Dans cette étude, les facteurs de rechute identifiés englobent la comorbidité psychiatrique, la gravité de la dépendance, l’état de manque, les émotions négatives, la consommation d’autres substances, la santé et les facteurs sociaux. Plusieurs facteurs sociaux de soutien, l’auto-efficacité et les facteurs liés au but de la vie et à l’engagement spirituel ont été reconnus comme protecteurs. De nombreux facteurs, dont le sommeil, les différences entre les sexes, les facteurs neurobiologiques, la génétique, l’impulsivité, l’affect positif et la motivation, méritent d’être étudiés plus avant.

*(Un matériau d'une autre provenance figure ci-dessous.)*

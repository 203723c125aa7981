use sqlx::PgPool;
use tracing::info;

use super::error::{require_name, ServiceError};
use crate::database::models::{Campaign, CampaignUpdate, NewCampaign};
use crate::database::repository::CampaignRepository;

const ENTITY: &str = "Campaign";

#[derive(Clone)]
pub struct CampaignService {
    repository: CampaignRepository,
}

impl CampaignService {
    pub fn new(pool: PgPool) -> Self {
        Self { repository: CampaignRepository::new(pool) }
    }

    pub async fn create(&self, new: NewCampaign) -> Result<Campaign, ServiceError> {
        require_name(&new.name)?;
        let campaign = self.repository.create(&new).await?;
        info!("Created campaign {:?} ({})", campaign.id, new.name);
        Ok(campaign)
    }

    pub async fn get(&self, id: i64) -> Result<Campaign, ServiceError> {
        self.repository
            .find_by_id(id)
            .await?
            .ok_or(ServiceError::NotFound { entity: ENTITY, id })
    }

    pub async fn update(&self, id: i64, update: CampaignUpdate) -> Result<Campaign, ServiceError> {
        require_name(&update.name)?;
        let campaign = self
            .repository
            .update(id, &update)
            .await?
            .ok_or(ServiceError::NotFound { entity: ENTITY, id })?;
        info!("Updated campaign {}", id);
        Ok(campaign)
    }

    pub async fn delete(&self, id: i64) -> Result<Campaign, ServiceError> {
        let campaign = self
            .repository
            .delete_by_id(id)
            .await?
            .ok_or(ServiceError::NotFound { entity: ENTITY, id })?;
        info!("Marked campaign {} deleted", id);
        Ok(campaign)
    }
}
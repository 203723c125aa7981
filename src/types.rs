/// Shared types used across the codebase

use std::fmt;
use std::str::FromStr;

use serde::{Deserialize, Serialize};

/// The two entity kinds the service stores.
/// Campaign is the parent side of the relationship, AdGroup the child side.
#[derive(Debug, Clone, Copy, PartialEq, Eq, Hash, Serialize, Deserialize)]
pub enum EntityKind {
    Campaign,
    AdGroup,
}

impl EntityKind {
    /// Prefix callers use to scope a field or filter to this entity ("adGroup.status")
    pub fn prefix(&self) -> &'static str {
        match self {
            EntityKind::Campaign => "campaign",
            EntityKind::AdGroup => "adGroup",
        }
    }

    pub fn table(&self) -> Table {
        match self {
            EntityKind::Campaign => Table::Campaign,
            EntityKind::AdGroup => Table::AdGroup,
        }
    }

    /// The other side of the join
    pub fn other(&self) -> EntityKind {
        match self {
            EntityKind::Campaign => EntityKind::AdGroup,
            EntityKind::AdGroup => EntityKind::Campaign,
        }
    }
}

/// Physical tables backing the entities
#[derive(Debug, Clone, Copy, PartialEq, Eq, Hash, PartialOrd, Ord)]
pub enum Table {
    Campaign,
    AdGroup,
}

impl Table {
    pub fn name(&self) -> &'static str {
        match self {
            Table::Campaign => "campaign",
            Table::AdGroup => "ad_group",
        }
    }
}

/// Lifecycle tag shared by campaigns and ad groups.
/// Deletion is logical: rows are never removed, only marked DELETED.
#[derive(Debug, Clone, Copy, PartialEq, Eq, Serialize, Deserialize)]
#[serde(rename_all = "SCREAMING_SNAKE_CASE")]
pub enum Status {
    Active,
    Paused,
    Deleted,
}

impl Status {
    pub fn as_str(&self) -> &'static str {
        match self {
            Status::Active => "ACTIVE",
            Status::Paused => "PAUSED",
            Status::Deleted => "DELETED",
        }
    }
}

impl fmt::Display for Status {
    fn fmt(&self, f: &mut fmt::Formatter<'_>) -> fmt::Result {
        f.write_str(self.as_str())
    }
}

impl FromStr for Status {
    type Err = String;

    fn from_str(s: &str) -> Result<Self, Self::Err> {
        match s {
            "ACTIVE" => Ok(Status::Active),
            "PAUSED" => Ok(Status::Paused),
            "DELETED" => Ok(Status::Deleted),
            other => Err(format!("unknown status: {}", other)),
        }
    }
}
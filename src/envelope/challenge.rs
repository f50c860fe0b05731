//! Canonical challenge construction.
//!
//! The challenge is the byte string every signature covers. Its rendering
//! order is part of the wire contract and must match the peer
//! implementations byte-for-byte: uid, tags, timestamp, expiration, source
//! address, destination address, the message-kind block, the raw payload
//! bytes (ciphertext is hashed as-is), then the federation hostname.

use md5::{Digest, Md5};

use super::wire::{Address, Envelope, MessageKind};

/// Compute the challenge digest for an envelope.
pub fn challenge(env: &Envelope) -> Vec<u8> {
    Md5::digest(render(env)).to_vec()
}

fn render(env: &Envelope) -> Vec<u8> {
    let mut out = Vec::new();

    out.extend_from_slice(env.uid.as_bytes());
    if let Some(tags) = &env.tags {
        out.extend_from_slice(tags.as_bytes());
    }
    out.extend_from_slice(env.timestamp.to_string().as_bytes());
    out.extend_from_slice(env.expiration.to_string().as_bytes());
    render_address(&mut out, env.source.as_ref());
    render_address(&mut out, env.destination.as_ref());

    match &env.message {
        Some(MessageKind::Request(request)) => {
            out.extend_from_slice(b"request");
            out.extend_from_slice(request.command.as_bytes());
            if let Some(schema) = &env.schema {
                out.extend_from_slice(schema.as_bytes());
            }
        }
        Some(MessageKind::Response(_)) => out.extend_from_slice(b"response"),
        Some(MessageKind::Error(error)) => {
            out.extend_from_slice(b"error");
            out.extend_from_slice(error.code.to_string().as_bytes());
            out.extend_from_slice(error.message.as_bytes());
        }
        _ => {}
    }

    if let Some(payload) = env.payload_bytes() {
        out.extend_from_slice(payload);
    }

    if let Some(federation) = &env.federation {
        out.extend_from_slice(federation.as_bytes());
    }

    out
}

fn render_address(out: &mut Vec<u8>, address: Option<&Address>) {
    let Some(address) = address else {
        return;
    };
    out.extend_from_slice(address.twin.to_string().as_bytes());
    if let Some(connection) = &address.connection {
        out.extend_from_slice(connection.as_bytes());
    }
}

#[cfg(test)]
mod tests {
    use super::*;
    use crate::envelope::wire::{Payload, Request};

    fn sample() -> Envelope {
        Envelope {
            uid: "uid".into(),
            timestamp: 100,
            expiration: 200,
            source: Some(Address {
                twin: 1171,
                connection: None,
            }),
            destination: Some(Address {
                twin: 10,
                connection: None,
            }),
            message: Some(MessageKind::Request(Request {
                command: "cmd".into(),
            })),
            schema: Some("application/json".into()),
            payload: Some(Payload::Plain(b"my data".to_vec())),
            ..Default::default()
        }
    }

    #[test]
    fn request_rendering_is_canonical() {
        let rendered = render(&sample());
        assert_eq!(
            rendered,
            b"uid100200117110requestcmdapplication/jsonmy data".to_vec()
        );
    }

    #[test]
    fn connection_and_federation_participate() {
        let mut env = sample();
        env.source.as_mut().unwrap().connection = Some("sess".into());
        env.federation = Some("relay.grid.tf".into());
        assert_eq!(
            render(&env),
            b"uid1002001171sess10requestcmdapplication/jsonmy datarelay.grid.tf".to_vec()
        );
    }

    #[test]
    fn error_rendering() {
        let mut env = sample();
        env.message = Some(MessageKind::Error(super::super::wire::Error {
            code: 255,
            message: "boom".into(),
        }));
        env.payload = None;
        assert_eq!(render(&env), b"uid100200117110error255boom".to_vec());
    }

    #[test]
    fn ciphertext_is_hashed_verbatim() {
        let mut env = sample();
        env.payload = Some(Payload::Cipher(vec![0xde, 0xad]));
        let mut expected = b"uid100200117110requestcmdapplication/json".to_vec();
        expected.extend_from_slice(&[0xde, 0xad]);
        assert_eq!(render(&env), expected);
    }

    #[test]
    fn challenge_changes_with_any_signed_field() {
        let base = challenge(&sample());

        let mut env = sample();
        env.uid = "uid2".into();
        assert_ne!(challenge(&env), base);

        let mut env = sample();
        env.expiration = 201;
        assert_ne!(challenge(&env), base);

        let mut env = sample();
        env.destination.as_mut().unwrap().twin = 11;
        assert_ne!(challenge(&env), base);

        let mut env = sample();
        env.payload = Some(Payload::Plain(b"my datA".to_vec()));
        assert_ne!(challenge(&env), base);

        assert_eq!(challenge(&sample()), base);
    }
}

Malgré des décennies de recherche, les facteurs qui conduisent à une rechute de l’AUD sont encore très variables et probablement contextuels. Une approche intégrative de la BPSS pourrait aider à mieux comprendre les facteurs de risque et de protection individuels dans les études futures. Les orientations futures pour l’application de nos résultats pourraient consister à envisager des interventions spécifiques qui pourraient être plus utiles pour des risques de rechute individuels spécifiques (médecine personnalisée). L’expansion des options de traitement intégré pour les troubles psychiatriques cooccurrents semble être un domaine de recherche particulièrement intéressant. En outre, l’accent mis sur la qualité de vie, en plus de la réduction de la consommation d’alcool, devrait être pris en considération.